▼
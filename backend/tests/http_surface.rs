//! End-to-end coverage of the HTTP surface over fixture ports.
//!
//! These tests wire the real handlers, session middleware, and trace
//! middleware together the way the server does, substituting fixture ports
//! for persistence so no database is needed.

use std::sync::Arc;

use actix_session::{storage::CookieSessionStore, SessionMiddleware};
use actix_web::cookie::Key;
use actix_web::{test, web, App};
use serde_json::{json, Value};

use backend::domain::ports::{
    FixtureItemsCommand, FixtureLoginService, FixturePantryQuery, FixtureSignupService,
    FIXTURE_PASSWORD, FIXTURE_USERNAME, FIXTURE_USER_ID,
};
use backend::inbound::http::health::{live, ready, HealthState};
use backend::inbound::http::items::{add_item, remove_item};
use backend::inbound::http::pantry::view_pantry;
use backend::inbound::http::state::HttpState;
use backend::inbound::http::users::{current_user, login, logout, signup};
use backend::Trace;

fn fixture_state() -> web::Data<HttpState> {
    web::Data::new(HttpState::new(
        Arc::new(FixtureLoginService),
        Arc::new(FixtureSignupService),
        Arc::new(FixturePantryQuery),
        Arc::new(FixtureItemsCommand),
    ))
}

fn test_app() -> App<
    impl actix_web::dev::ServiceFactory<
        actix_web::dev::ServiceRequest,
        Config = (),
        Response = actix_web::dev::ServiceResponse,
        Error = actix_web::Error,
        InitError = (),
    >,
> {
    let session = SessionMiddleware::builder(CookieSessionStore::default(), Key::generate())
        .cookie_name("session".to_owned())
        .cookie_secure(false)
        .build();

    let health_state = web::Data::new(HealthState::new());
    health_state.mark_ready();

    App::new()
        .app_data(fixture_state())
        .app_data(health_state)
        .wrap(Trace)
        .service(
            web::scope("/api/v1")
                .wrap(session)
                .service(signup)
                .service(login)
                .service(logout)
                .service(current_user)
                .service(view_pantry)
                .service(add_item)
                .service(remove_item),
        )
        .service(ready)
        .service(live)
}

#[actix_web::test]
async fn login_pantry_items_logout_flow() {
    let app = test::init_service(test_app()).await;

    // Login with the fixture credentials.
    let login_res = test::call_service(
        &app,
        test::TestRequest::post()
            .uri("/api/v1/login")
            .set_json(json!({
                "username": FIXTURE_USERNAME,
                "password": FIXTURE_PASSWORD,
            }))
            .to_request(),
    )
    .await;
    assert!(login_res.status().is_success());
    assert!(login_res.headers().contains_key("trace-id"));
    let cookie = login_res
        .response()
        .cookies()
        .find(|c| c.name() == "session")
        .expect("session cookie")
        .into_owned();

    // The session identifies the fixture user.
    let me_res = test::call_service(
        &app,
        test::TestRequest::get()
            .uri("/api/v1/me")
            .cookie(cookie.clone())
            .to_request(),
    )
    .await;
    assert!(me_res.status().is_success());
    let me: Value = test::read_body_json(me_res).await;
    assert_eq!(me.get("id").and_then(Value::as_str), Some(FIXTURE_USER_ID));

    // The fixture pantry reconciles to an empty, consistent view.
    let pantry_res = test::call_service(
        &app,
        test::TestRequest::get()
            .uri("/api/v1/pantry")
            .cookie(cookie.clone())
            .to_request(),
    )
    .await;
    assert!(pantry_res.status().is_success());
    let pantry: Value = test::read_body_json(pantry_res).await;
    assert_eq!(
        pantry.get("items").and_then(Value::as_array).map(Vec::len),
        Some(0)
    );
    assert_eq!(
        pantry.pointer("/stats/total").and_then(Value::as_u64),
        Some(0)
    );

    // Items can be added and removed through the command port.
    let add_res = test::call_service(
        &app,
        test::TestRequest::post()
            .uri("/api/v1/items")
            .cookie(cookie.clone())
            .set_json(json!({ "name": "Apples", "expiry": "2030-01-01" }))
            .to_request(),
    )
    .await;
    assert_eq!(add_res.status(), actix_web::http::StatusCode::CREATED);
    let created: Value = test::read_body_json(add_res).await;
    let item_id = created
        .get("id")
        .and_then(Value::as_str)
        .expect("created id")
        .to_owned();

    let delete_res = test::call_service(
        &app,
        test::TestRequest::delete()
            .uri(&format!("/api/v1/items/{item_id}"))
            .cookie(cookie.clone())
            .to_request(),
    )
    .await;
    assert_eq!(delete_res.status(), actix_web::http::StatusCode::NO_CONTENT);

    // Logout ends the session.
    let logout_res = test::call_service(
        &app,
        test::TestRequest::post()
            .uri("/api/v1/logout")
            .cookie(cookie)
            .to_request(),
    )
    .await;
    assert_eq!(logout_res.status(), actix_web::http::StatusCode::NO_CONTENT);
}

#[actix_web::test]
async fn signup_establishes_a_session() {
    let app = test::init_service(test_app()).await;

    let signup_res = test::call_service(
        &app,
        test::TestRequest::post()
            .uri("/api/v1/signup")
            .set_json(json!({
                "username": "alice",
                "email": "alice@example.com",
                "password": "correct horse battery",
            }))
            .to_request(),
    )
    .await;
    assert_eq!(signup_res.status(), actix_web::http::StatusCode::CREATED);
    let cookie = signup_res
        .response()
        .cookies()
        .find(|c| c.name() == "session")
        .expect("session cookie")
        .into_owned();

    let pantry_res = test::call_service(
        &app,
        test::TestRequest::get()
            .uri("/api/v1/pantry")
            .cookie(cookie)
            .to_request(),
    )
    .await;
    assert!(pantry_res.status().is_success());
}

#[actix_web::test]
async fn protected_routes_reject_anonymous_requests() {
    let app = test::init_service(test_app()).await;

    for (method, uri) in [
        ("GET", "/api/v1/pantry"),
        ("GET", "/api/v1/me"),
        ("POST", "/api/v1/items"),
    ] {
        let request = match method {
            "GET" => test::TestRequest::get().uri(uri),
            _ => test::TestRequest::post()
                .uri(uri)
                .set_json(json!({ "name": "x", "expiry": "2030-01-01" })),
        }
        .to_request();
        let response = test::call_service(&app, request).await;
        assert_eq!(
            response.status(),
            actix_web::http::StatusCode::UNAUTHORIZED,
            "{method} {uri} must require a session"
        );
    }
}

#[actix_web::test]
async fn health_probes_answer_without_a_session() {
    let app = test::init_service(test_app()).await;

    for uri in ["/health/ready", "/health/live"] {
        let response =
            test::call_service(&app, test::TestRequest::get().uri(uri).to_request()).await;
        assert!(response.status().is_success(), "{uri} should answer 200");
    }
}
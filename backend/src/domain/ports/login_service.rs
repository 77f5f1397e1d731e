//! Driving port for login/authentication use-cases.
//!
//! In hexagonal terms this is a *driving* port: inbound adapters call it to
//! authenticate credentials without knowing (or importing) the backing
//! infrastructure. This makes HTTP handler tests deterministic because they
//! can substitute a test double instead of wiring persistence.

use async_trait::async_trait;

use crate::domain::{Error, LoginCredentials, UserId};

/// Domain use-case port for authentication.
#[async_trait]
pub trait LoginService: Send + Sync {
    /// Validate credentials and return the authenticated user id.
    async fn authenticate(&self, credentials: &LoginCredentials) -> Result<UserId, Error>;
}

/// In-memory authenticator used when no database is wired.
///
/// `demo` / `demo-password` authenticates successfully and produces a fixed
/// user id so local front-end work does not need PostgreSQL.
#[derive(Debug, Default, Clone, Copy)]
pub struct FixtureLoginService;

/// Username accepted by [`FixtureLoginService`].
pub const FIXTURE_USERNAME: &str = "demo";
/// Password accepted by [`FixtureLoginService`].
pub const FIXTURE_PASSWORD: &str = "demo-password";
/// User id produced by [`FixtureLoginService`].
pub const FIXTURE_USER_ID: &str = "123e4567-e89b-12d3-a456-426614174000";

#[async_trait]
impl LoginService for FixtureLoginService {
    async fn authenticate(&self, credentials: &LoginCredentials) -> Result<UserId, Error> {
        if credentials.username() == FIXTURE_USERNAME && credentials.password() == FIXTURE_PASSWORD
        {
            UserId::new(FIXTURE_USER_ID)
                .map_err(|err| Error::internal(format!("invalid fixture user id: {err}")))
        } else {
            Err(Error::unauthorized("invalid credentials"))
        }
    }
}
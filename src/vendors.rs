/// Vendor identifiers and the 3-octet prefix each one hands out.
pub const VENDORS: [(&str, &str); 5] = [
    ("intel", "00:1b:77"),
    ("hewlett_packard", "00:1b:78"),
    ("foxconn", "00:01:6c"),
    ("cisco", "00:10:29"),
    ("amd", "00:0c:87"),
];

/// Turns a table key into the name shown to the operator:
/// `hewlett_packard` becomes `Hewlett Packard`.
pub fn vendor_display_name(key: &str) -> String {
    let mut name = String::with_capacity(key.len());
    let mut capitalize = true;
    for c in key.chars() {
        if c == '_' {
            name.push(' ');
            capitalize = true;
        } else if capitalize {
            name.extend(c.to_uppercase());
            capitalize = false;
        } else {
            name.push(c);
        }
    }
    name
}

#[cfg(test)]
mod tests {
    use super::*;

    #[test]
    fn capitalises_single_word() {
        assert_eq!(vendor_display_name("intel"), "Intel");
    }

    #[test]
    fn capitalises_after_underscores() {
        assert_eq!(vendor_display_name("hewlett_packard"), "Hewlett Packard");
    }

    #[test]
    fn empty_key_stays_empty() {
        assert_eq!(vendor_display_name(""), "");
    }

    #[test]
    fn every_vendor_has_a_display_name() {
        for (key, prefix) in VENDORS {
            let name = vendor_display_name(key);
            assert!(!name.is_empty());
            assert!(name.chars().next().unwrap().is_uppercase());
            assert_eq!(prefix.split(':').count(), 3);
        }
    }
}
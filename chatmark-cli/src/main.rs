//! Command-line interface for chatmark
//! Renders markdown chat messages to HTML, or dumps the tokens and abbreviations of a parse.
//!
//! Usage:
//!   chatmark [`<path>`|-] [--format `<format>`] [--config `<file>`]   - Render a file or stdin
//!   chatmark --list-formats                                          - List output formats

mod transforms;

use anyhow::{anyhow, Context};
use chatmark_config::{ChatmarkConfig, Loader};
use chatmark_parser::markdown::loader::DocumentLoader;
use clap::builder::PossibleValuesParser;
use clap::{Arg, ArgAction, ArgMatches, Command};
use tracing_subscriber::EnvFilter;

fn main() -> anyhow::Result<()> {
    let matches = Command::new("chatmark")
        .version(env!("CARGO_PKG_VERSION"))
        .about("Render markdown chat messages, expanding *[ABBR]: definitions")
        .arg(
            Arg::new("path")
                .help("Markdown file to read; `-` or nothing reads stdin")
                .index(1),
        )
        .arg(
            Arg::new("format")
                .long("format")
                .short('f')
                .help("Output format")
                .value_parser(PossibleValuesParser::new(transforms::format_names()))
                .default_value("html"),
        )
        .arg(
            Arg::new("config")
                .long("config")
                .short('c')
                .help("TOML file layered over the built-in defaults"),
        )
        .arg(
            Arg::new("no-abbr")
                .long("no-abbr")
                .help("Do not install the abbreviation plugin")
                .action(ArgAction::SetTrue),
        )
        .arg(
            Arg::new("linkify")
                .long("linkify")
                .help("Turn bare URLs into links")
                .action(ArgAction::SetTrue),
        )
        .arg(
            Arg::new("breaks")
                .long("breaks")
                .help("Render single line breaks as <br>")
                .action(ArgAction::SetTrue),
        )
        .arg(
            Arg::new("xhtml")
                .long("xhtml")
                .help("Close void tags XHTML style")
                .action(ArgAction::SetTrue),
        )
        .arg(
            Arg::new("list-formats")
                .long("list-formats")
                .help("List available output formats")
                .action(ArgAction::SetTrue),
        )
        .get_matches();

    if matches.get_flag("list-formats") {
        handle_list_formats_command();
        return Ok(());
    }

    let config = load_config(&matches)?;
    init_logging(&config.logging.level);

    let md = config
        .build_markdown()
        .context("failed to install plugins")?;

    let path = matches.get_one::<String>("path").map(String::as_str);
    let loader = match path {
        None | Some("-") => {
            DocumentLoader::from_reader(std::io::stdin().lock()).context("failed to read stdin")?
        }
        Some(path) => {
            DocumentLoader::from_path(path).with_context(|| format!("failed to read {}", path))?
        }
    };

    let format = matches
        .get_one::<String>("format")
        .map(String::as_str)
        .unwrap_or("html");
    tracing::debug!(format, source = path.unwrap_or("-"), "rendering");

    let output = transforms::execute_format(&loader, &md, format).map_err(|e| anyhow!(e))?;
    print!("{}", output);
    Ok(())
}

/// Defaults, then `--config`, then flag overrides.
fn load_config(matches: &ArgMatches) -> anyhow::Result<ChatmarkConfig> {
    let mut loader = Loader::new();
    if let Some(path) = matches.get_one::<String>("config") {
        loader = loader.with_file(path);
    }

    let flags = [
        ("linkify", "markdown.linkify", true),
        ("breaks", "markdown.breaks", true),
        ("xhtml", "markdown.xhtml_out", true),
        ("no-abbr", "plugins.abbr", false),
    ];
    for (flag, key, value) in flags {
        if matches.get_flag(flag) {
            loader = loader.set_override(key, value)?;
        }
    }

    loader.build().context("failed to load configuration")
}

/// `RUST_LOG` wins over the configured level. Logs go to stderr so stdout stays clean.
fn init_logging(level: &str) {
    let filter = EnvFilter::try_from_default_env().unwrap_or_else(|_| EnvFilter::new(level));
    tracing_subscriber::fmt()
        .with_env_filter(filter)
        .with_writer(std::io::stderr)
        .init();
}

fn handle_list_formats_command() {
    println!("Available output formats:\n");
    for (name, description) in transforms::AVAILABLE_FORMATS {
        println!("  {}", name);
        println!("    {}", description);
        println!();
    }
}
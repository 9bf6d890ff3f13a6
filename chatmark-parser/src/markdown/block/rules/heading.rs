//! ATX headings: `#` through `######`, with optional closing hashes.

use crate::markdown::block::BlockState;
use crate::markdown::common::is_space;
use crate::markdown::token::{Nesting, Token, TokenKind};

pub fn heading(state: &mut BlockState<'_>, start_line: usize, _end_line: usize, silent: bool) -> bool {
    let bytes = state.src.as_bytes();
    let mut pos = state.content_start(start_line);
    let mut max = state.e_marks[start_line];

    if state.s_count[start_line] >= state.blk_indent + 4 {
        return false;
    }
    if pos >= max || bytes[pos] != b'#' {
        return false;
    }

    let mut level = 0;
    while pos < max && bytes[pos] == b'#' && level <= 6 {
        level += 1;
        pos += 1;
    }
    if level > 6 || (pos < max && !is_space(bytes[pos])) {
        return false;
    }

    if silent {
        return true;
    }

    // Drop trailing spaces, then a closing run of `#` if it is separated by a space.
    while max > pos && is_space(bytes[max - 1]) {
        max -= 1;
    }
    let mut closing = max;
    while closing > pos && bytes[closing - 1] == b'#' {
        closing -= 1;
    }
    if closing < max && closing > pos && is_space(bytes[closing - 1]) {
        max = closing;
    } else if closing == pos {
        max = pos;
    }

    state.line = start_line + 1;
    let lines = (start_line, state.line);
    let tag = format!("h{}", level);
    let markup = "#".repeat(level);

    let mut open = state.make_token(TokenKind::HeadingOpen, &tag, Nesting::Open, lines);
    open.markup = markup.clone();
    state.push(open);

    let mut inline = state.make_token(TokenKind::Inline, "", Nesting::SelfClosing, lines);
    inline.content = state.src[pos..max].trim().to_string();
    inline.children = Some(Vec::<Token>::new());
    state.push(inline);

    let mut close = state.make_token(TokenKind::HeadingClose, &tag, Nesting::Close, lines);
    close.markup = markup;
    state.push(close);
    true
}
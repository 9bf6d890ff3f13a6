//! Shared configuration loader for chatmark.
//!
//! `defaults/chatmark.default.toml` is embedded into every binary so that docs and
//! runtime behavior stay in sync. Applications layer user-specific files on top
//! of those defaults via [`Loader`] before deserializing into [`ChatmarkConfig`].

use chatmark_parser::markdown::ruler::RulerError;
use chatmark_parser::{abbr_plugin, Markdown, Options};
use config::builder::DefaultState;
use config::{Config, ConfigBuilder, ConfigError, File, FileFormat, ValueKind};
use serde::Deserialize;
use std::path::Path;

const DEFAULT_TOML: &str = include_str!("../defaults/chatmark.default.toml");

/// Top-level configuration consumed by chatmark applications.
#[derive(Debug, Clone, Deserialize)]
pub struct ChatmarkConfig {
    pub markdown: Options,
    pub plugins: PluginsConfig,
    pub logging: LoggingConfig,
}

/// Which optional rule sets get installed.
#[derive(Debug, Clone, Deserialize)]
pub struct PluginsConfig {
    pub abbr: bool,
}

#[derive(Debug, Clone, Deserialize)]
pub struct LoggingConfig {
    /// `tracing` filter directive, e.g. `warn` or `chatmark_parser=debug`.
    pub level: String,
}

impl ChatmarkConfig {
    /// Build a [`Markdown`] instance with these options and plugins.
    pub fn build_markdown(&self) -> Result<Markdown, RulerError> {
        let mut md = Markdown::with_options(self.markdown.clone());
        if self.plugins.abbr {
            md.use_plugin(abbr_plugin)?;
        }
        Ok(md)
    }
}

/// Helper for layering user overrides over the built-in defaults.
#[derive(Debug, Clone)]
pub struct Loader {
    builder: ConfigBuilder<DefaultState>,
}

impl Loader {
    /// Start a loader seeded with the embedded defaults.
    pub fn new() -> Self {
        let builder = Config::builder().add_source(File::from_str(DEFAULT_TOML, FileFormat::Toml));
        Self { builder }
    }

    /// Layer a configuration file. Missing files trigger an error.
    pub fn with_file(mut self, path: impl AsRef<Path>) -> Self {
        let source = File::from(path.as_ref())
            .format(FileFormat::Toml)
            .required(true);
        self.builder = self.builder.add_source(source);
        self
    }

    /// Layer an optional configuration file (ignored if the file is absent).
    pub fn with_optional_file(mut self, path: impl AsRef<Path>) -> Self {
        let source = File::from(path.as_ref())
            .format(FileFormat::Toml)
            .required(false);
        self.builder = self.builder.add_source(source);
        self
    }

    /// Apply a single key/value override (used for CLI flags).
    pub fn set_override<I>(mut self, key: &str, value: I) -> Result<Self, ConfigError>
    where
        I: Into<ValueKind>,
    {
        self.builder = self.builder.set_override(key, value)?;
        Ok(self)
    }

    /// Finalize the builder and deserialize the resulting configuration.
    pub fn build(self) -> Result<ChatmarkConfig, ConfigError> {
        self.builder.build()?.try_deserialize()
    }
}

impl Default for Loader {
    fn default() -> Self {
        Self::new()
    }
}

/// Convenience helper for callers that only need the defaults.
pub fn load_defaults() -> Result<ChatmarkConfig, ConfigError> {
    Loader::new().build()
}

#[cfg(test)]
mod tests {
    use super::*;
    use std::io::Write;

    #[test]
    fn loads_default_config() {
        let config = load_defaults().expect("defaults to deserialize");
        assert_eq!(config.markdown, Options::default());
        assert!(config.plugins.abbr);
        assert_eq!(config.logging.level, "warn");
    }

    #[test]
    fn supports_overrides() {
        let config = Loader::new()
            .set_override("markdown.linkify", true)
            .expect("override to apply")
            .set_override("plugins.abbr", false)
            .expect("override to apply")
            .build()
            .expect("config to build");
        assert!(config.markdown.linkify);
        assert!(!config.plugins.abbr);
    }

    #[test]
    fn layers_user_file_over_defaults() {
        let mut file = tempfile::Builder::new()
            .suffix(".toml")
            .tempfile()
            .expect("temp file");
        writeln!(file, "[markdown]\nlang_prefix = \"lang-\"\n\n[logging]\nlevel = \"debug\"")
            .expect("write config");

        let config = Loader::new()
            .with_file(file.path())
            .build()
            .expect("config to build");
        assert_eq!(config.markdown.lang_prefix, "lang-");
        assert_eq!(config.markdown.max_nesting, 20);
        assert_eq!(config.logging.level, "debug");
    }

    #[test]
    fn missing_required_file_is_an_error() {
        let result = Loader::new().with_file("/definitely/not/here.toml").build();
        assert!(result.is_err());
    }

    #[test]
    fn missing_optional_file_is_ignored() {
        let config = Loader::new()
            .with_optional_file("/definitely/not/here.toml")
            .build()
            .expect("config to build");
        assert!(config.plugins.abbr);
    }

    #[test]
    fn builds_markdown_with_abbreviations() {
        let md = load_defaults().unwrap().build_markdown().unwrap();
        assert_eq!(
            md.render("*[CSS]: Cascading Style Sheets\n\nCSS"),
            "<p><abbr title=\"Cascading Style Sheets\">CSS</abbr></p>\n"
        );
    }

    #[test]
    fn builds_markdown_without_abbreviations() {
        let md = Loader::new()
            .set_override("plugins.abbr", false)
            .unwrap()
            .build()
            .unwrap()
            .build_markdown()
            .unwrap();
        assert!(!md.block.ruler.is_enabled("abbr_def"));
    }
}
▲
Assigned task » Read through the lines above and collect those that contain the string "tests".

Response »
filename backend/tests/http_surface.rs
//! These tests wire the real handlers, session middleware, and trace
//! infrastructure. This makes HTTP handler tests deterministic because they
mod tests {
mod tests {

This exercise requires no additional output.